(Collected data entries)
|---|
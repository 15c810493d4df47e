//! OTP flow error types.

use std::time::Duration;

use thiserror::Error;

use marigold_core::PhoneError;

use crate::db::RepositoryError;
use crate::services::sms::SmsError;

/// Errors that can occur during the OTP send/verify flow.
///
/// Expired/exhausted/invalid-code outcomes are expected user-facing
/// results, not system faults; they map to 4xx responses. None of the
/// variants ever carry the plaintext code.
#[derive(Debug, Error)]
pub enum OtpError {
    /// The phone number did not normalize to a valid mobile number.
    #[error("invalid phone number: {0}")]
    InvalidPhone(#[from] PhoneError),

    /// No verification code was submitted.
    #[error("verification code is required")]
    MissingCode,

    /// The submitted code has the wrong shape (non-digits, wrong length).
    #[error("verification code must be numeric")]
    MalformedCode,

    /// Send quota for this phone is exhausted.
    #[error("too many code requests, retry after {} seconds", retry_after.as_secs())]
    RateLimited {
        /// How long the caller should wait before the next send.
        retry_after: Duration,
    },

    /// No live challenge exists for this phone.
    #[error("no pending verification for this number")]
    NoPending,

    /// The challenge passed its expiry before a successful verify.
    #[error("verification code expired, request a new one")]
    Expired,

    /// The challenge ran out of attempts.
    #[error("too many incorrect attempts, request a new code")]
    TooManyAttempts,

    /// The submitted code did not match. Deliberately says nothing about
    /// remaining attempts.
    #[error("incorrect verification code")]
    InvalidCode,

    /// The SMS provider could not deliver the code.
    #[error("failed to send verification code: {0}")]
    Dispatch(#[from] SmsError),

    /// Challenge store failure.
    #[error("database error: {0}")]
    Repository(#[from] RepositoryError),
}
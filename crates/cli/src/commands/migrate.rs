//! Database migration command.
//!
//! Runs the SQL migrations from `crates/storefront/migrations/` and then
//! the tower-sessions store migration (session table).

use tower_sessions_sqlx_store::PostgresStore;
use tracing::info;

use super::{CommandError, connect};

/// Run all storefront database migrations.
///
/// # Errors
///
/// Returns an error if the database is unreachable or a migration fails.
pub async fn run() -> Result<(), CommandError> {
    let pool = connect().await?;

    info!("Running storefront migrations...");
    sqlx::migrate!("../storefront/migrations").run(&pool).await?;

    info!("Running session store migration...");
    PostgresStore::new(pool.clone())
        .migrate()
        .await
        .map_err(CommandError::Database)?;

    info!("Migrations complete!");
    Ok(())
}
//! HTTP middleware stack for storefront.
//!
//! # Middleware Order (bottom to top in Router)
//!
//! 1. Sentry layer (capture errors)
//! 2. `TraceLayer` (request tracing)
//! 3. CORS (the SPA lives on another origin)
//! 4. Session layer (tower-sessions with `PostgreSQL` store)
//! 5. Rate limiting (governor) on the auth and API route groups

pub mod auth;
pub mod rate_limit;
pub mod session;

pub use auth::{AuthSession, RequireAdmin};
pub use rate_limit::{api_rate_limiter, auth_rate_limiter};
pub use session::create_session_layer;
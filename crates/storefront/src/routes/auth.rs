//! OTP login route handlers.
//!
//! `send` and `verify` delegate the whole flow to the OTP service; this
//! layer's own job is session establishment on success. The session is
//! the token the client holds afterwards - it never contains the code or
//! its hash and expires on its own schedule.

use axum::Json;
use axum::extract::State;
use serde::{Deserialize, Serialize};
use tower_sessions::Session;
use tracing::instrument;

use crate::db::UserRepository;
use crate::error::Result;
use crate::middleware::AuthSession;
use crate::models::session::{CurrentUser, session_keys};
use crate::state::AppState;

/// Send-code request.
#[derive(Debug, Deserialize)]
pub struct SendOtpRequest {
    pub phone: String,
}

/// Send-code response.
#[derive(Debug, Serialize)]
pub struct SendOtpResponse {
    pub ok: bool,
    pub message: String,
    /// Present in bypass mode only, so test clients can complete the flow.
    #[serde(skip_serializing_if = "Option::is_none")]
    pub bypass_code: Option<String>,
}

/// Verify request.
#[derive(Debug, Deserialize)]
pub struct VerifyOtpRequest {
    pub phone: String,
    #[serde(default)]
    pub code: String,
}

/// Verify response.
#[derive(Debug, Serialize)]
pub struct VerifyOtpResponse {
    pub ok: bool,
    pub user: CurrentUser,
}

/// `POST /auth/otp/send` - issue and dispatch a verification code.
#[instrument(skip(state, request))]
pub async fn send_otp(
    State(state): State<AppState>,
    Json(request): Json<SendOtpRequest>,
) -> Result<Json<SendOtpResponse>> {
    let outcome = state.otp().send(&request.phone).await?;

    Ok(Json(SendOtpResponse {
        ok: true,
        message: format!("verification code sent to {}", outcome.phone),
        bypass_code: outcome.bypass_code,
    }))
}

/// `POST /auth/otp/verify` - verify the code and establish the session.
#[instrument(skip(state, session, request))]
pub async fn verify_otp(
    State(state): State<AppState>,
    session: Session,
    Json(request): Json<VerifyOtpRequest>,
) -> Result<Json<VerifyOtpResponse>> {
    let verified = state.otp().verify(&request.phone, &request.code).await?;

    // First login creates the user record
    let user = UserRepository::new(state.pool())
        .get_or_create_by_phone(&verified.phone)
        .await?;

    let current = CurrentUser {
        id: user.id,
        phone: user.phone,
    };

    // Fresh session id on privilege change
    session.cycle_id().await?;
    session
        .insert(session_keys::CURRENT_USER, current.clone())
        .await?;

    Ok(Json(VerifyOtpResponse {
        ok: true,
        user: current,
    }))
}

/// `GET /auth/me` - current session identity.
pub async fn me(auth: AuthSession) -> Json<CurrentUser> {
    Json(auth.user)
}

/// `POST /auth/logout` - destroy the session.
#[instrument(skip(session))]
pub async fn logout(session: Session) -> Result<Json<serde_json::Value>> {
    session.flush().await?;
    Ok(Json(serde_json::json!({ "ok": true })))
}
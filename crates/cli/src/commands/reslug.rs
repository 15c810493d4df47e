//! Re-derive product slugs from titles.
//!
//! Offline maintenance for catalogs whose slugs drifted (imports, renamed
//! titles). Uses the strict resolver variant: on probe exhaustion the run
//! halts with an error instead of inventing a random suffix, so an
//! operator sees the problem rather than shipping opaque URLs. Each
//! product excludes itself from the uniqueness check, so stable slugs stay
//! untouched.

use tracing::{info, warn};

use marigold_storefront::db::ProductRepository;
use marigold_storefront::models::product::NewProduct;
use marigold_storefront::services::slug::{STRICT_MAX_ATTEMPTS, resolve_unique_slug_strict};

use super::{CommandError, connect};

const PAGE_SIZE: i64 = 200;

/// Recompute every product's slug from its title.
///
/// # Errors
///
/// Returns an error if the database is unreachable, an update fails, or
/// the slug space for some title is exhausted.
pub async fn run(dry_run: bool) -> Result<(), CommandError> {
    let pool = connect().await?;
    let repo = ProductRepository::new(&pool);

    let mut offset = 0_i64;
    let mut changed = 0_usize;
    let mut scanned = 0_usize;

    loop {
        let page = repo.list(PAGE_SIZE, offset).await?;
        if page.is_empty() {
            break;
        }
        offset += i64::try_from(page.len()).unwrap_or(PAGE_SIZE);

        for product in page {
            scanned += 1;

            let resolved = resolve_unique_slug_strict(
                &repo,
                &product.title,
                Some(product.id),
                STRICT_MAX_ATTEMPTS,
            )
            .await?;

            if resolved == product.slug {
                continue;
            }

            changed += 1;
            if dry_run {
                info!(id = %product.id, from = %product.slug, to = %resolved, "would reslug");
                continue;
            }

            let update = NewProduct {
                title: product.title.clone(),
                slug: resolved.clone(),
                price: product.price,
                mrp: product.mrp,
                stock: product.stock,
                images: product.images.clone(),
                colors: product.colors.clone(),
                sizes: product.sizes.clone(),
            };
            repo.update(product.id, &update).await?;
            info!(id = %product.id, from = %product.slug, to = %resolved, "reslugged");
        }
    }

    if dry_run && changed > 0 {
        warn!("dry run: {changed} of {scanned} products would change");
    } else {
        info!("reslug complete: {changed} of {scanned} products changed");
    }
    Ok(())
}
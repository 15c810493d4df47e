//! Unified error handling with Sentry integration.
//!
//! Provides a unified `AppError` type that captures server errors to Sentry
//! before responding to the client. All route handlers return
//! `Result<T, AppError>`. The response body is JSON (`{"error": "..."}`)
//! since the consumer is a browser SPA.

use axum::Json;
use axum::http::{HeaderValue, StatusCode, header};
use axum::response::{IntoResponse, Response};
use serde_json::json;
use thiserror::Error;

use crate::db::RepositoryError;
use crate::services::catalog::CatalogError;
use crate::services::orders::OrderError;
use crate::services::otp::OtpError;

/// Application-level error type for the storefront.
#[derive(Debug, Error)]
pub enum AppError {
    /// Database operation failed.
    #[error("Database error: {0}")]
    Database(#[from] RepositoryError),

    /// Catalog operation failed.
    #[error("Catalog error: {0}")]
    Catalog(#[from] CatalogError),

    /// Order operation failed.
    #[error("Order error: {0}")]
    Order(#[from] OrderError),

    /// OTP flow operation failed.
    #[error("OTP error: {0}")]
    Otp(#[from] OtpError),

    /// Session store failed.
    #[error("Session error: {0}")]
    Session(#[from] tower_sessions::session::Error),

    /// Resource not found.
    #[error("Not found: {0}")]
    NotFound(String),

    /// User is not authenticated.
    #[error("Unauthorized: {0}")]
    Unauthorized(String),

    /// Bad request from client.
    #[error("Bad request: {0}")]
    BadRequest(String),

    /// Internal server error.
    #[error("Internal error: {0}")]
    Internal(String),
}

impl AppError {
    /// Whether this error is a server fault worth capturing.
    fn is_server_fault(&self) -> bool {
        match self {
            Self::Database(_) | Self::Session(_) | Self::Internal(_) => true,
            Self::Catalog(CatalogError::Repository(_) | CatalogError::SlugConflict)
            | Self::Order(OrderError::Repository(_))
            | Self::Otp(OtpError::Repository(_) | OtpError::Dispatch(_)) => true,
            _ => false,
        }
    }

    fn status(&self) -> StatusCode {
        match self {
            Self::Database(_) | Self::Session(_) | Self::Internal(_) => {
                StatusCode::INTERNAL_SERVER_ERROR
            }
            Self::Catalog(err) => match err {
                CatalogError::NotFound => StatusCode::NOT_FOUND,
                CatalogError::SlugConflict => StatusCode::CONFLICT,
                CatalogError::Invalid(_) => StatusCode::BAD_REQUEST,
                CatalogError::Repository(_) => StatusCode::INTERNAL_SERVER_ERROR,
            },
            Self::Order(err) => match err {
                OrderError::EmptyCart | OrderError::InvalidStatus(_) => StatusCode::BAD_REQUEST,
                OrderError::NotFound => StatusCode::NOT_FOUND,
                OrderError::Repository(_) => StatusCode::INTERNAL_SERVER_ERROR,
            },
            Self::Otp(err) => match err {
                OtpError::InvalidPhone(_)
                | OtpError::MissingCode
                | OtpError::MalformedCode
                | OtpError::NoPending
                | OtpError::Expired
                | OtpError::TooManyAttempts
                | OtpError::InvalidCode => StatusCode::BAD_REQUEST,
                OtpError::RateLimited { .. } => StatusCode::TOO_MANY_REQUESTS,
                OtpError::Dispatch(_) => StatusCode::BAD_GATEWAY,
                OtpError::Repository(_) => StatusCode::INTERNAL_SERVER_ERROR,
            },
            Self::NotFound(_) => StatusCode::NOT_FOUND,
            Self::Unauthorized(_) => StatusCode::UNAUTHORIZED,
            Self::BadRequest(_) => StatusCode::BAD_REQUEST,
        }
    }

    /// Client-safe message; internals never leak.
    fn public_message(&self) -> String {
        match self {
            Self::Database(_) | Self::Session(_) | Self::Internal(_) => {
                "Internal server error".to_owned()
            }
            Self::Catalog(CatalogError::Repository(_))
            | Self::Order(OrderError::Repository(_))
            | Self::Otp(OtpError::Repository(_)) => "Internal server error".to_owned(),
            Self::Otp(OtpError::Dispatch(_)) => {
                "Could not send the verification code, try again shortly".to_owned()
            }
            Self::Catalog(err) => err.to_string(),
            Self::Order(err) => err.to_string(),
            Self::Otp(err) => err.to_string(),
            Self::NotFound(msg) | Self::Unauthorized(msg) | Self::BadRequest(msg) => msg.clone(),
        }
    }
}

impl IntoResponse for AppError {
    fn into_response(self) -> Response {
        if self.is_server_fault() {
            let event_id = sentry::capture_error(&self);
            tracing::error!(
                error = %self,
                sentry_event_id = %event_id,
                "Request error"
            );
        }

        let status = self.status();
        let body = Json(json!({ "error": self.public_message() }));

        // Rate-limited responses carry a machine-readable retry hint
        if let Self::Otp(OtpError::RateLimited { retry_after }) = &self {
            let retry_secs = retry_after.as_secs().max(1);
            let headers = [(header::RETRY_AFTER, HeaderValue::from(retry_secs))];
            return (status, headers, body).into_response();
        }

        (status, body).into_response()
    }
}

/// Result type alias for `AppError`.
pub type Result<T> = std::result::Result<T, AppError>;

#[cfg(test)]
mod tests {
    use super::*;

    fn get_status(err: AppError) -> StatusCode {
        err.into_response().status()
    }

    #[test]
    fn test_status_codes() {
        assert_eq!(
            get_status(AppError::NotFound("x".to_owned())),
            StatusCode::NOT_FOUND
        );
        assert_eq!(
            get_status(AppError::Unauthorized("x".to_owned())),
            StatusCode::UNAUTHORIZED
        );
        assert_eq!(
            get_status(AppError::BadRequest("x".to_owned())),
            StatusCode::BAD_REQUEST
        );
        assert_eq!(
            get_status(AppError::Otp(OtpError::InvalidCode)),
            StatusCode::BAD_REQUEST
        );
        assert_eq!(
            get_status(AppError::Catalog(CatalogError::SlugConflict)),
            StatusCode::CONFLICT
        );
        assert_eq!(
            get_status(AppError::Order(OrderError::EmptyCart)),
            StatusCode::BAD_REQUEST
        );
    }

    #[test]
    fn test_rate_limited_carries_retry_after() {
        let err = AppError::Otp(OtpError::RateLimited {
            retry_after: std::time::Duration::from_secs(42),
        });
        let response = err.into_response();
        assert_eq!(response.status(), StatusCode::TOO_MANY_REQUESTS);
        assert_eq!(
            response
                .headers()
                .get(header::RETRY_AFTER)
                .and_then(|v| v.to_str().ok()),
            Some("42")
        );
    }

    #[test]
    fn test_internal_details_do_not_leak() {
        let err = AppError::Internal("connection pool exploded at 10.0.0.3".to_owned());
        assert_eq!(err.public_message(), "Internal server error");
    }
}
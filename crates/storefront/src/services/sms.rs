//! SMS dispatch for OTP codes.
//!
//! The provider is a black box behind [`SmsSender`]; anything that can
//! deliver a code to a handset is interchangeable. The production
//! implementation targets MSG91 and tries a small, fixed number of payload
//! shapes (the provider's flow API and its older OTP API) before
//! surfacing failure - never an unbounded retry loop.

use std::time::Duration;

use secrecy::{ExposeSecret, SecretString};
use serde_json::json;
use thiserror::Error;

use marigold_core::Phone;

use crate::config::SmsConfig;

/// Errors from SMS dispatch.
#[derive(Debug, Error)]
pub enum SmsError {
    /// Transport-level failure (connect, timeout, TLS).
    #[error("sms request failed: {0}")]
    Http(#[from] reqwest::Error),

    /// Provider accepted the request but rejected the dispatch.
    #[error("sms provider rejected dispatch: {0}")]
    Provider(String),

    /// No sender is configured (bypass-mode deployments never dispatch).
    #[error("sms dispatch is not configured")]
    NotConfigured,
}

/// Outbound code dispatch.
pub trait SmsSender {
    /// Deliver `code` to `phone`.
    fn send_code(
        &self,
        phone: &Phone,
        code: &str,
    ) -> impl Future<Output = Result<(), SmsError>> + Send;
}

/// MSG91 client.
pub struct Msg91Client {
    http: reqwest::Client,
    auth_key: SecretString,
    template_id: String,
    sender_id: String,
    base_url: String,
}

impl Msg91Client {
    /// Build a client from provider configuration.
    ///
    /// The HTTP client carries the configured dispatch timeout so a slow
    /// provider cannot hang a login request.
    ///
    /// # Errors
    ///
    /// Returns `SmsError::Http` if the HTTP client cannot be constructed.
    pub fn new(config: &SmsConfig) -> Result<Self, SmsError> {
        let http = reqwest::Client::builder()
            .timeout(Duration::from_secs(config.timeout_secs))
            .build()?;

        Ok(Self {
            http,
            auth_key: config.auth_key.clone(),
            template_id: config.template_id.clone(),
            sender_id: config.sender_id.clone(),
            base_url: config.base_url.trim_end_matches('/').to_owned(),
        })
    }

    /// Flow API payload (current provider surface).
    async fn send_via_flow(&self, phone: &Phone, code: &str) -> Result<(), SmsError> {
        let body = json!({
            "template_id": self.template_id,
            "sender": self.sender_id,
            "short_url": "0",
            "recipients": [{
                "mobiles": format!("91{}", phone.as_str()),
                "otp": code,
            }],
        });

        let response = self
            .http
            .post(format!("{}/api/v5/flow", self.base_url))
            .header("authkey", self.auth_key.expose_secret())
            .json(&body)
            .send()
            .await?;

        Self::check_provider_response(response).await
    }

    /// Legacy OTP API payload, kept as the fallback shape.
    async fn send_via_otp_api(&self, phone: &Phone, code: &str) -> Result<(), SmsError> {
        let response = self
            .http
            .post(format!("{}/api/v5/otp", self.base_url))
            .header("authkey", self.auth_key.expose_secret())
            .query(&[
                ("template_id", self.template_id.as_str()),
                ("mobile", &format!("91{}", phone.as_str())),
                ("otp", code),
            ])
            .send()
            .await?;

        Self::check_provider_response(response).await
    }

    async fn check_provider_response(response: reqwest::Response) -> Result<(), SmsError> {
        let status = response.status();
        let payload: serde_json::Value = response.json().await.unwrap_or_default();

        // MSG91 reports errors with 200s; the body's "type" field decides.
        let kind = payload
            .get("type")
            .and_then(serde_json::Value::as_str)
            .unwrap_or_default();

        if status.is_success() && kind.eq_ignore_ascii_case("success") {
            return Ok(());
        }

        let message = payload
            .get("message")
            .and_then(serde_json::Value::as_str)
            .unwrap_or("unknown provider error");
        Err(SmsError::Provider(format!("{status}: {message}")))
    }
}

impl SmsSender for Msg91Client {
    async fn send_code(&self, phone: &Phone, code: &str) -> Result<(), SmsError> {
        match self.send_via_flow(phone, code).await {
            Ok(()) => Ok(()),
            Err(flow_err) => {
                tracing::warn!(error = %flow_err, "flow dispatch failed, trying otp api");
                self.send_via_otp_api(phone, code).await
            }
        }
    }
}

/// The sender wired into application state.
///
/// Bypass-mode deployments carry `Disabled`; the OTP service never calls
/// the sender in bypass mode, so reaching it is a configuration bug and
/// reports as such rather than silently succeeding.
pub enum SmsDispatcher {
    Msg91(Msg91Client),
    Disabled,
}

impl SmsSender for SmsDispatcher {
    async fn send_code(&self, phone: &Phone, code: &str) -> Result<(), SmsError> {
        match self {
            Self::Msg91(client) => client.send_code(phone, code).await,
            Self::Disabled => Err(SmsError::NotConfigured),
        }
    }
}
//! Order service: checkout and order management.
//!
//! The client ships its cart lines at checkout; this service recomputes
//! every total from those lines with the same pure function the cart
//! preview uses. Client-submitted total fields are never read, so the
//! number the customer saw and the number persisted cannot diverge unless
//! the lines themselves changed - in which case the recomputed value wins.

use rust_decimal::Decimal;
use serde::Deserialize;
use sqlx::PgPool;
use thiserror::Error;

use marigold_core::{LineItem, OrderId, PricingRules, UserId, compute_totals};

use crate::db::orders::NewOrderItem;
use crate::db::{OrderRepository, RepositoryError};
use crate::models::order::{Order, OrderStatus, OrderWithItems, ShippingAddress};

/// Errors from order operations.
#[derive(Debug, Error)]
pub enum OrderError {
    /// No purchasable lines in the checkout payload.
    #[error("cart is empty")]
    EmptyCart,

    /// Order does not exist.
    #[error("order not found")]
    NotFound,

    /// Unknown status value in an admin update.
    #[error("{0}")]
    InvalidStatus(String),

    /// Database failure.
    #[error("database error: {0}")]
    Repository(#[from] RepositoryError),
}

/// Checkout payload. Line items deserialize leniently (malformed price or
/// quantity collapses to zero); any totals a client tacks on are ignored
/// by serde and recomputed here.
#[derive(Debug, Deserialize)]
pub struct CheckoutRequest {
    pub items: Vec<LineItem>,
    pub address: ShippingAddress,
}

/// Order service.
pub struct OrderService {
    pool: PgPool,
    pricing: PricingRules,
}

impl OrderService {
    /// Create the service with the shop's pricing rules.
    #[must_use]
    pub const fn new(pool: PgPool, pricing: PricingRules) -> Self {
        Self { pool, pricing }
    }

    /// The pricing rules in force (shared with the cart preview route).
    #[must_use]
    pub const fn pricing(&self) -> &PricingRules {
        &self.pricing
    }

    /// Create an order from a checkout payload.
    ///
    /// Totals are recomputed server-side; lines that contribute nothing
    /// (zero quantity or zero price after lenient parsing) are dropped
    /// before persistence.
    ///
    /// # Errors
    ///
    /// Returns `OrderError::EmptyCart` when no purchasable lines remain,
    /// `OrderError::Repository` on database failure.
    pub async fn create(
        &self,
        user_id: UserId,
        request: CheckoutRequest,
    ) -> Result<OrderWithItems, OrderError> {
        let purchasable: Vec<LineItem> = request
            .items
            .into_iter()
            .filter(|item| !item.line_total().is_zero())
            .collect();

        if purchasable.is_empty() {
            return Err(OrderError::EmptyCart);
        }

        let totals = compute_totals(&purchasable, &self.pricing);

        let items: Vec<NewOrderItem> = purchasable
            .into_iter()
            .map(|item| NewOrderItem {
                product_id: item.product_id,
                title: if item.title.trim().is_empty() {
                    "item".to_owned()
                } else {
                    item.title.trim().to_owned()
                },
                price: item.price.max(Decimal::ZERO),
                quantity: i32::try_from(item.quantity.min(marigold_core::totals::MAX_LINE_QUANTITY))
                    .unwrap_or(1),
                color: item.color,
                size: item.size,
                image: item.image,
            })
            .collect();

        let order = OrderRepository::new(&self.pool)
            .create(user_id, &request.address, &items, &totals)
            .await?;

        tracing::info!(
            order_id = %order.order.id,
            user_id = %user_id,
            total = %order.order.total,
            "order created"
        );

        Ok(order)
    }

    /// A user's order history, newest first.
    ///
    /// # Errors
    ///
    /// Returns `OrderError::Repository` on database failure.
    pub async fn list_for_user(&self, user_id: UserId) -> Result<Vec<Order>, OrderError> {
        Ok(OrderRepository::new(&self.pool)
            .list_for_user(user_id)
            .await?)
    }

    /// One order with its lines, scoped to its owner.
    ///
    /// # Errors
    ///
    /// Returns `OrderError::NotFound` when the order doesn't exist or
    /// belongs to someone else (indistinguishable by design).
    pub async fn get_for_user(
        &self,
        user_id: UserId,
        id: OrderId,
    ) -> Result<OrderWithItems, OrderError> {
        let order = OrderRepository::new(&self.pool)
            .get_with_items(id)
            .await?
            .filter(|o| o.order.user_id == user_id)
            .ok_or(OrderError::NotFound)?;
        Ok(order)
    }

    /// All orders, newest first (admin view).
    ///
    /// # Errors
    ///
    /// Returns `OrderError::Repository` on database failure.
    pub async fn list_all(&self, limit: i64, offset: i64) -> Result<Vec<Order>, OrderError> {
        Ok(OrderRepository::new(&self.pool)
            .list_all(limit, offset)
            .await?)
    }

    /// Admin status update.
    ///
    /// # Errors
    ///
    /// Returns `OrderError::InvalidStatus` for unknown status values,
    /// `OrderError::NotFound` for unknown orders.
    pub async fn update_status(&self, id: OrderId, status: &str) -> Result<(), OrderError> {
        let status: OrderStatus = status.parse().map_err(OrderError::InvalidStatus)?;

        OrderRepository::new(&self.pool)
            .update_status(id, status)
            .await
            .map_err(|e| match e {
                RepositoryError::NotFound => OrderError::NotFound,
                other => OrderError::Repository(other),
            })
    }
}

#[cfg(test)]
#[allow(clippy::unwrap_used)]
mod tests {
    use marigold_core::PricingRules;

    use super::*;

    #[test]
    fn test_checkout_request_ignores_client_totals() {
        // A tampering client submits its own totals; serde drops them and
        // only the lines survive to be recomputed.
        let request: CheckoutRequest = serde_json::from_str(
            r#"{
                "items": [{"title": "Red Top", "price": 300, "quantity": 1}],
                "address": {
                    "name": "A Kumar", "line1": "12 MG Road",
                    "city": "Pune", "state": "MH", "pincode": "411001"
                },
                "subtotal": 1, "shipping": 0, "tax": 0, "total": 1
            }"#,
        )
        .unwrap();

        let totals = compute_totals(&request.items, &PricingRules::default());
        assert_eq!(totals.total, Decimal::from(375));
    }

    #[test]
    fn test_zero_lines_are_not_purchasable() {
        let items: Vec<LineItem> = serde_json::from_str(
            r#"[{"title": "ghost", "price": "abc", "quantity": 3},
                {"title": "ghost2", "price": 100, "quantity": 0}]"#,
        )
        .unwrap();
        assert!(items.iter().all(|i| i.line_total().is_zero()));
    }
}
|---|
# [PROBLEM TO WORK ON]
Of the entries above, transcribe exactly those lines that fall between the line containing "o.order.user_id == user_id)" and the line containing "let request: CheckoutRequest", together with those two lines.

# [ANSWER TO THIS EXERCISE]
            .filter(|o| o.order.user_id == user_id)
            .ok_or(OrderError::NotFound)?;
        Ok(order)
    }

    /// All orders, newest first (admin view).
    ///
    /// # Errors
    ///
    /// Returns `OrderError::Repository` on database failure.
    pub async fn list_all(&self, limit: i64, offset: i64) -> Result<Vec<Order>, OrderError> {
        Ok(OrderRepository::new(&self.pool)
            .list_all(limit, offset)
            .await?)
    }

    /// Admin status update.
    ///
    /// # Errors
    ///
    /// Returns `OrderError::InvalidStatus` for unknown status values,
    /// `OrderError::NotFound` for unknown orders.
    pub async fn update_status(&self, id: OrderId, status: &str) -> Result<(), OrderError> {
        let status: OrderStatus = status.parse().map_err(OrderError::InvalidStatus)?;

        OrderRepository::new(&self.pool)
            .update_status(id, status)
            .await
            .map_err(|e| match e {
                RepositoryError::NotFound => OrderError::NotFound,
                other => OrderError::Repository(other),
            })
    }
}

#[cfg(test)]
#[allow(clippy::unwrap_used)]
mod tests {
    use marigold_core::PricingRules;

    use super::*;

    #[test]
    fn test_checkout_request_ignores_client_totals() {
        // A tampering client submits its own totals; serde drops them and
        // only the lines survive to be recomputed.
        let request: CheckoutRequest = serde_json::from_str(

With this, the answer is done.